The music is playing. He takes one last deep breath. No need to be nervous.
He’s been rehearsing for this moment for the last ten years.
Lights, camera.
Action.
(“And do you take Kim Taehyung to be your lawfully wedded husband, in sickness
and in health, now and forever?”
“Now and forever.”
That sob in the audience might be Pia.)
 
The reception that comes afterwards is part red carpet event, part family
reunion. They go down an endless line of people who come up to congratulate
them—Marion and her boyfriend, Ruben and his wife, Taehyung’s costars from
Pocketful of Sunshine, Leihua and his husband, and his costars from Why We Came
to the City, two men who seem to be permanently smiling, Park Jimin and Jung
Hoseok. The list goes on and on.
“So,” says Arian when she gets to the front of the line, “is Taehyung going to
make your house in Malibu a home now?”
She’s here with her father, and Jeongguk laughs out loud at this. “Yes, you
guessed it, bud.”
“Then it’s amazing to meet you,” she says, shaking Taehyung’s hand. “And Mom
was so sad she couldn’t come, but she says she’s happy for you.”
“Oh, dear,” Taehyung says, laughing, too. “I’ll get a photo with you later and
sign it so you can make her extra jealous.”
“Great!” says Arian, and they high five.
Later, at dinner, Taehyung asks him something that he seems to have been
holding on his tongue all evening.
“Last time, when we danced,” he says, not elaborating beyond that—not that he
needs to, because Jeongguk knows exactly which instance Taehyung is talking
about. “You said, ‘you’re marrying her, not,’ and you never went on.”
“Even then,” Jeongguk murmurs, holding Taehyung's hand under the table. The
food had been excellent; Jeongguk chose the caterer. Best Thai food he’s ever
had the fortune of putting in his mouth in his life, he said, and it would be
an honor to have at his wedding. “Yes, that day especially. You looked so
ethereal.”
“You didn’t want to let go of me.”
“I didn’t.”
“You won’t have to, ever again.”
“I hope not,” Jeongguk says. Taehyung’s face glows softly in the dim light, and
the candlelights in the centerpiece of each table flicker across his cheekbones
like runaway ghosts. “Because I don’t plan on it.”
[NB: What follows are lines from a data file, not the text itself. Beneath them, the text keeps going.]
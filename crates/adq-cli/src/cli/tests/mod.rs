//! CLI parse tests, split by subcommand.

use super::{Cli, CliCommand};
use clap::Parser;

pub(super) fn parse(args: &[&str]) -> CliCommand {
    let cli = Cli::try_parse_from(args).unwrap();
    cli.command
}
//! Turns queue snapshots into stdout lines: one line per status change and
//! throttled progress lines for the downloading job.

use adq_core::job::{Job, JobId, JobStatus, QueueSnapshot};
use std::collections::HashMap;
use std::time::{Duration, Instant};

const PROGRESS_INTERVAL: Duration = Duration::from_millis(500);

/// First eight characters of the id; enough to address a job in the shell.
pub fn short_id(id: &JobId) -> String {
    id.to_string().chars().take(8).collect()
}

pub struct Renderer {
    json: bool,
    seen: HashMap<JobId, (JobStatus, String)>,
    last_progress: HashMap<JobId, (Instant, f64)>,
}

impl Renderer {
    pub fn new(json: bool) -> Self {
        Self {
            json,
            seen: HashMap::new(),
            last_progress: HashMap::new(),
        }
    }

    /// Lines to print for this snapshot.
    pub fn lines(&mut self, snap: &QueueSnapshot, now: Instant) -> Vec<String> {
        if self.json {
            return match serde_json::to_string(snap) {
                Ok(line) => vec![line],
                Err(e) => {
                    tracing::warn!("serialize snapshot: {}", e);
                    Vec::new()
                }
            };
        }

        let mut out = Vec::new();
        for job in &snap.jobs {
            let prev = self.seen.insert(job.id, (job.status, job.url.clone()));
            if prev.as_ref().map(|(s, _)| *s) != Some(job.status) {
                out.push(status_line(job));
            }
            if job.status == JobStatus::Downloading {
                if let Some(line) = self.progress(job, now) {
                    out.push(line);
                }
            } else {
                self.last_progress.remove(&job.id);
            }
        }

        let gone: Vec<JobId> = self
            .seen
            .keys()
            .filter(|id| snap.job(id).is_none())
            .copied()
            .collect();
        for id in gone {
            if let Some((_, url)) = self.seen.remove(&id) {
                out.push(format!("removed   {} {}", short_id(&id), url));
            }
            self.last_progress.remove(&id);
        }
        out
    }

    fn progress(&mut self, job: &Job, now: Instant) -> Option<String> {
        let pct = job.progress.percent;
        let due = match self.last_progress.get(&job.id) {
            None => pct > 0.0,
            Some((at, last)) => {
                pct != *last && (now.duration_since(*at) >= PROGRESS_INTERVAL || pct >= 100.0)
            }
        };
        if !due {
            return None;
        }
        self.last_progress.insert(job.id, (now, pct));
        Some(progress_line(job))
    }
}

pub fn status_line(job: &Job) -> String {
    let id = short_id(&job.id);
    match job.status {
        JobStatus::Pending => format!("queued    {} {}", id, job.url),
        JobStatus::Downloading => format!("started   {} {}", id, job.url),
        JobStatus::Completed => format!("done      {} {}", id, job.output_path.display()),
        JobStatus::Failed => {
            let reason = job.error.lines().last().unwrap_or("unknown error");
            format!("failed    {} {}: {}", id, job.url, reason)
        }
        JobStatus::Canceled => format!("canceled  {} {}", id, job.url),
        JobStatus::Skipped => format!("skipped   {} {}", id, job.url),
    }
}

pub fn progress_line(job: &Job) -> String {
    let p = &job.progress;
    let field = |v: &Option<String>| v.clone().unwrap_or_else(|| "?".to_string());
    format!(
        "  {} {:5.1}%  of {}  at {}  ETA {}",
        short_id(&job.id),
        p.percent,
        field(&p.total),
        field(&p.speed),
        field(&p.eta)
    )
}

/// Table for the shell's `status` command.
pub fn status_table(snap: &QueueSnapshot) -> Vec<String> {
    if snap.jobs.is_empty() {
        return vec!["No jobs in queue.".to_string()];
    }
    let mut out = vec![format!(
        "{:<8} {:<12} {:>6} {}",
        "ID", "STATUS", "PCT", "URL"
    )];
    for j in &snap.jobs {
        let marker = if snap.active_id == Some(j.id) { "*" } else { "" };
        out.push(format!(
            "{:<8} {:<12} {:>5.1}% {}",
            short_id(&j.id),
            format!("{}{}", j.status, marker),
            j.progress.percent,
            j.url
        ));
    }
    out
}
                                      ✩✩
The flight to Santorini, Greece, is inhumanly long, so thank God for private
jets.
Imerovigli Suites are so picturesque and quaint that, for a moment, they
actually manage to tear their eyes away from each other to gawk at the hotel,
at the landscape, the hues of the sky and the sea. The line of the horizon
where they meet is a foggy, eternal blue.
“Four poster bed!” Taehyung cheers, letting his bags down and making a running
leap for it. It really is four poster, Jeongguk’s only ever seen them onset or
in Bed Bath & Beyond, complete with sheer curtains and thick, blue satin
ribbons to tie them back. All the pillows bounce when Taehyung lands facedown
in the center of the mattress, and Jeongguk sets his camera down with more
care, but by the time Taehyung has rolled over onto his back Jeongguk is
already climbing over him, caging him with arm and leg.
“It’s so beautiful here. I love you.”
Jeongguk dips his face in. “You chose this place.”
“I know,” says Taehyung, and his voice shivers. There’s so much joy in his
chest he can’t quite restrain it all. “But still. I love you.”
“I know,” Jeongguk says, and he blinks his eyes open. “I love you too.”
The only thing that gets unpacked in the next hour or so is the lube. It’s hard
to tell who’s more desperate—Taehyung, with his inability to keep his hands
from wandering, nudging Jeongguk’s clothes off bit by bit, or Jeongguk, who
refuses to move away to pull his shirt over his head because that means less
kissing.
“Should have packed more button-downs,” Taehyung tsk’s when Jeongguk
reluctantly pulls back with a grunt to throw his shirt off.
“Didn’t think about that,” Jeongguk breathes against Taehyung’s chest, where he
puts his first hickey for the night. “I was way, way more concerned about
packing enough lube.”
Taehyung decides he likes Jeongguk’s mouth on his the best right now, so he
coaxes him back to kiss. There’s no need for condoms anymore, not after they
both went in to get retested and not after they’re married like this. Taehyung
scoots back up against the dozen or so pillow at the head of the bed, with the
bottle of lube in hand, telling Jeongguk to get over here.
“Fuck, Taehyung,” Jeongguk gasps as Taehyung runs his hand along his cock. One
of his hands is braced against the headboard, the other on Taehyung’s shoulder.
It’s slick with the lube he’d used to stretch Taehyung open. “Taehyung—”
“Mmm,” Taehyung hums, pressing his thumb into the slit and enjoying the shudder
of Jeongguk’s body over him. Jeongguk grabs his wrist.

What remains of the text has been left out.